Problem details:
Copy out, from the entries below, each line that holds the string "customerName".

Stored data:

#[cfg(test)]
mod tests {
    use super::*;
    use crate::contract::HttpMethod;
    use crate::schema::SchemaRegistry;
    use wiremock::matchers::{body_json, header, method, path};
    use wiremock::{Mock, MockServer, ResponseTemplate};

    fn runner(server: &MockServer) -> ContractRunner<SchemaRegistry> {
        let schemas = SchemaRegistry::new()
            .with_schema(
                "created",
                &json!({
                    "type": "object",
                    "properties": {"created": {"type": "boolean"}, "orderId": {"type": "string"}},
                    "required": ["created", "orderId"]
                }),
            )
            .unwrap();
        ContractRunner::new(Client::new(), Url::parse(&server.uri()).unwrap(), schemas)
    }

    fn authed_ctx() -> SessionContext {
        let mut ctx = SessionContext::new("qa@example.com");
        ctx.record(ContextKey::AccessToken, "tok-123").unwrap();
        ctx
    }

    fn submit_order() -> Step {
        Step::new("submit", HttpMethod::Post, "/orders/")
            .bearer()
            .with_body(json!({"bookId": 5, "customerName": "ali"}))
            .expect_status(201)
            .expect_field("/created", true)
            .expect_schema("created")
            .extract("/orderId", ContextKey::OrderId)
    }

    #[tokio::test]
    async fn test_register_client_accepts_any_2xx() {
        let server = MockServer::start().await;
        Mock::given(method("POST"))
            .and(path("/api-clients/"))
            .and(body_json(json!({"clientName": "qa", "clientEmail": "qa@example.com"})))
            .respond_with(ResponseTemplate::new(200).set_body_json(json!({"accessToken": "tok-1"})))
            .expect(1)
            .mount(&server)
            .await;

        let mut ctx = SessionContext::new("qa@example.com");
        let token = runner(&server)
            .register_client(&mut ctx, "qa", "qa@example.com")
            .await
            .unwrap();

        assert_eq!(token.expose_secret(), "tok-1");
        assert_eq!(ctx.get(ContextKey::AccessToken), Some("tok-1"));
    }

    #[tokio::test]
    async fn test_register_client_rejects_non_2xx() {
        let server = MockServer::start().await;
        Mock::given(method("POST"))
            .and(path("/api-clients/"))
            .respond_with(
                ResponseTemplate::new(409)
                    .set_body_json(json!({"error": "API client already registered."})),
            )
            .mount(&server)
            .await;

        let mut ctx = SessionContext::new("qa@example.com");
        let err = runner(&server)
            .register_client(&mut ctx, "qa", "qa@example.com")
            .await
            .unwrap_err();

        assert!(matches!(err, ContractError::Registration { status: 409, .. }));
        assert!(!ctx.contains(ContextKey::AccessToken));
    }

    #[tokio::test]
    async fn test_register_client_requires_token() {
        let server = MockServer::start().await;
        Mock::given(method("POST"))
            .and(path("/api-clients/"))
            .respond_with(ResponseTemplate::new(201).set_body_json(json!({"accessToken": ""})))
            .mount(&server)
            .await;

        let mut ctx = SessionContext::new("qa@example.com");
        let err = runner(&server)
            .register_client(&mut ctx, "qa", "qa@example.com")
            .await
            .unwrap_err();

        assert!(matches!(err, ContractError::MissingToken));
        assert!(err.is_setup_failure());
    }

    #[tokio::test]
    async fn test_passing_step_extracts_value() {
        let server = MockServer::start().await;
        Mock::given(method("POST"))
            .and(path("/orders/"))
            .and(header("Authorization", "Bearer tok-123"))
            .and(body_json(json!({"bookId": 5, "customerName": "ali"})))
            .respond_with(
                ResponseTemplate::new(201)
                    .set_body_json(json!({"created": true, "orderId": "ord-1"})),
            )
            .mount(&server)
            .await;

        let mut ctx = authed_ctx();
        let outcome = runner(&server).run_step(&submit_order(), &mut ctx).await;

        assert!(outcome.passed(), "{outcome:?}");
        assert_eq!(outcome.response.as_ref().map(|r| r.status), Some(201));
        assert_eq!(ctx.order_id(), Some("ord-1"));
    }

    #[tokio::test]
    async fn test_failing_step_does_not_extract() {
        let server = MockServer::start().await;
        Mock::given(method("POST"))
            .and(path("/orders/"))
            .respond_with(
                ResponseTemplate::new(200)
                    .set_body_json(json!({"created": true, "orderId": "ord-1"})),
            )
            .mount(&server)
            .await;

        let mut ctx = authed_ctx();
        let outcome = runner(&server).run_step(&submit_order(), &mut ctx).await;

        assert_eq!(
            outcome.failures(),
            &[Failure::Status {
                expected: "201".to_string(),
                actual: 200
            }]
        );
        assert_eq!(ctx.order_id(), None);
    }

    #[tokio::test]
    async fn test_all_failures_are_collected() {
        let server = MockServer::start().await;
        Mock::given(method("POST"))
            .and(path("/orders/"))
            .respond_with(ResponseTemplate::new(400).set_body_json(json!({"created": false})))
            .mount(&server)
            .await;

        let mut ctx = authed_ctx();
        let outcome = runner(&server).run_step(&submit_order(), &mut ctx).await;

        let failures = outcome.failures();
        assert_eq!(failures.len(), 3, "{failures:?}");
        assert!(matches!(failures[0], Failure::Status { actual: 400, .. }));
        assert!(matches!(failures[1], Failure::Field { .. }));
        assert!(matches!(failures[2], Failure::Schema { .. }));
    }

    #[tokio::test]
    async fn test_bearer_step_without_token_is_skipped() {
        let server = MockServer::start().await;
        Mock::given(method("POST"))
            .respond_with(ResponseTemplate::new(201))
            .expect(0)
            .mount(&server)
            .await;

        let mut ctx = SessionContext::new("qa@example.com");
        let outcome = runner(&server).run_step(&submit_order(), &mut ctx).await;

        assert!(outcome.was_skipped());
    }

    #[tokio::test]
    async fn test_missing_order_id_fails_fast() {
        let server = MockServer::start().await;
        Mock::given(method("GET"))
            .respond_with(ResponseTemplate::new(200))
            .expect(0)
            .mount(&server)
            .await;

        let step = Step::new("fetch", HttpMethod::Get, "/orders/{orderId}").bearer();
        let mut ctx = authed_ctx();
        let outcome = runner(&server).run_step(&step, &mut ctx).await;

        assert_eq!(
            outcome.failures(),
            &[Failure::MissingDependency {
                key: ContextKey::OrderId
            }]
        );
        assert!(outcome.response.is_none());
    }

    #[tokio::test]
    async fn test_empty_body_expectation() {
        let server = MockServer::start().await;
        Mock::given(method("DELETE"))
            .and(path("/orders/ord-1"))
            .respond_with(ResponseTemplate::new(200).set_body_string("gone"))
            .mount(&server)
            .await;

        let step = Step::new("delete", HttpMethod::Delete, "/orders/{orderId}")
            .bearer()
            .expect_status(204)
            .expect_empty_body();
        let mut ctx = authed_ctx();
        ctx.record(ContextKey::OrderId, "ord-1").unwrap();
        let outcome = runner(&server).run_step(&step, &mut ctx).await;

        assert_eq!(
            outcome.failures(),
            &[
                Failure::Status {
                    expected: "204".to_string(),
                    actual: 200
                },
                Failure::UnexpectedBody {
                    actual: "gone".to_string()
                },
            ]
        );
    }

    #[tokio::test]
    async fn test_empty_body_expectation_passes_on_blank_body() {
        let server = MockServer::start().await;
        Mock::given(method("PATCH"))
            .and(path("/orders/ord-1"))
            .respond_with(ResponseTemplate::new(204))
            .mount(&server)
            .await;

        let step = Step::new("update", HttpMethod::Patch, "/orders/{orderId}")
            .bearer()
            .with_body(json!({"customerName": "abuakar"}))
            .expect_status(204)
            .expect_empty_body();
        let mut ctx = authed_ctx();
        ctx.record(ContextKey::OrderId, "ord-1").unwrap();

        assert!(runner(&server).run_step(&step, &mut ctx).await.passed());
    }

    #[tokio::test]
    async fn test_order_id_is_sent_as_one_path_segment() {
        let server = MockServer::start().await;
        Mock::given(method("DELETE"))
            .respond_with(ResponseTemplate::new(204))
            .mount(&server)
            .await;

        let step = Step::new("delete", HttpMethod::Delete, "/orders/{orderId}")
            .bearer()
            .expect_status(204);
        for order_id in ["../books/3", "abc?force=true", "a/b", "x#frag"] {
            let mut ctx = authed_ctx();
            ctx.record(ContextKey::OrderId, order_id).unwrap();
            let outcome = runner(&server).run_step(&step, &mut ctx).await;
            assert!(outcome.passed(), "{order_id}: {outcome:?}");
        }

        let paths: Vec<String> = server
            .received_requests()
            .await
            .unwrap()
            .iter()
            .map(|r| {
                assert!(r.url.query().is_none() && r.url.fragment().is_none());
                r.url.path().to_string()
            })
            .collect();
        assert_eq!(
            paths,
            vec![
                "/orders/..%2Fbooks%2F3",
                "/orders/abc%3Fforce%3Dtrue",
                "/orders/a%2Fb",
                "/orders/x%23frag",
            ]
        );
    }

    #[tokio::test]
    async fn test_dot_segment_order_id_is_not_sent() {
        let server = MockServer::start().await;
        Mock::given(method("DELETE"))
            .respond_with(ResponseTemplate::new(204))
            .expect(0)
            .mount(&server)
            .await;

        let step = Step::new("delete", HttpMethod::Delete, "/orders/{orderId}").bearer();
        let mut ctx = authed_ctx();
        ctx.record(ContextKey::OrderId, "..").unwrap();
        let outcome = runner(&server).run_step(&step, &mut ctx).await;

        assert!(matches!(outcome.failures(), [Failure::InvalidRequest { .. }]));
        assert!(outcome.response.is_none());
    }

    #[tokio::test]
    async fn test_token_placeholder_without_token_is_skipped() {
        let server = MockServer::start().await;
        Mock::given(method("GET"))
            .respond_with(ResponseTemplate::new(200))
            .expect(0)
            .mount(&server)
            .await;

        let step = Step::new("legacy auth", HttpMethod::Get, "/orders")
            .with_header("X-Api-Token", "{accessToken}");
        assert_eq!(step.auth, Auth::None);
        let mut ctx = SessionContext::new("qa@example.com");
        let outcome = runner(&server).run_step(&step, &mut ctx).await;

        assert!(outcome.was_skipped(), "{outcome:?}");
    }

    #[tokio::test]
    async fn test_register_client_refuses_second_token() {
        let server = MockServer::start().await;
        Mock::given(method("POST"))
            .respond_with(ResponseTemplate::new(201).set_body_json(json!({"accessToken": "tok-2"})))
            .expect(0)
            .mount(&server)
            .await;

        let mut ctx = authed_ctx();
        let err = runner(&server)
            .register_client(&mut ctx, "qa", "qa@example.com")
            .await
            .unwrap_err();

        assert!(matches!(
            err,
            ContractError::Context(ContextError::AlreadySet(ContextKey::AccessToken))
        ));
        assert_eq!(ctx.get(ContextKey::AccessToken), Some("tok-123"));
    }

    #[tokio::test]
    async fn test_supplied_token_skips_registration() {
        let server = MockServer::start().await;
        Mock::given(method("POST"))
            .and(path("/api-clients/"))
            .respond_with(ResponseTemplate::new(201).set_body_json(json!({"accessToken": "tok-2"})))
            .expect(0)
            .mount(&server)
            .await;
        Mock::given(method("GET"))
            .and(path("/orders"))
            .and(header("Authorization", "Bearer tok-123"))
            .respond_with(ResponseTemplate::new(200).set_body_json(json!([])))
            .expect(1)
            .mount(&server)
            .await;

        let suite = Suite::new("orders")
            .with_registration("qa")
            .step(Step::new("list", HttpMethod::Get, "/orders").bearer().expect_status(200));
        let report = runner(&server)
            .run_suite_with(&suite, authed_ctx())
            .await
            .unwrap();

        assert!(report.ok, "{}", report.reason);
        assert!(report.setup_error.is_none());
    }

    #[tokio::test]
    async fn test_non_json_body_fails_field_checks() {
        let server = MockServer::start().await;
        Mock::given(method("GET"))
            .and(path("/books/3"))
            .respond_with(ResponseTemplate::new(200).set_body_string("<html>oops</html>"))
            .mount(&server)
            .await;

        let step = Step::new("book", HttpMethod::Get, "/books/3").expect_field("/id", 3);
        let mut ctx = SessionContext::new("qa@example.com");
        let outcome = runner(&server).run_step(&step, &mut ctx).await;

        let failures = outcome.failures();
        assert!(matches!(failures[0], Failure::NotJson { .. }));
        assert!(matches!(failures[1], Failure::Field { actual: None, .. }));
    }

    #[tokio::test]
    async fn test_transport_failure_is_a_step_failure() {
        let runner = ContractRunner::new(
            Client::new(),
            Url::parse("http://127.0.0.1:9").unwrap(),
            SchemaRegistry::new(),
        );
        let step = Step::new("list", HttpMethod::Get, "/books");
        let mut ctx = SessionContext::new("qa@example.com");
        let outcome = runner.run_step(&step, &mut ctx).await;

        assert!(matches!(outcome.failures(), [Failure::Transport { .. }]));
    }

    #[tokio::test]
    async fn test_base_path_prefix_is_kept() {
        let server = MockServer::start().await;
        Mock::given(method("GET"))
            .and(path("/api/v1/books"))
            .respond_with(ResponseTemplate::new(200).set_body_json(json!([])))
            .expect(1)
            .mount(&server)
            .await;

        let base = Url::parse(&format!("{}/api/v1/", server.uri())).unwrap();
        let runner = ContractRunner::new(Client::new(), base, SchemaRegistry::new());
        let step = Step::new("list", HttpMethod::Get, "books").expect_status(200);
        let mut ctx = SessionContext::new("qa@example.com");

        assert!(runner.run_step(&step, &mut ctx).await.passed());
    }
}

Solution to the problem:
            .with_body(json!({"bookId": 5, "customerName": "ali"}))
            .and(body_json(json!({"bookId": 5, "customerName": "ali"})))
            .with_body(json!({"customerName": "abuakar"}))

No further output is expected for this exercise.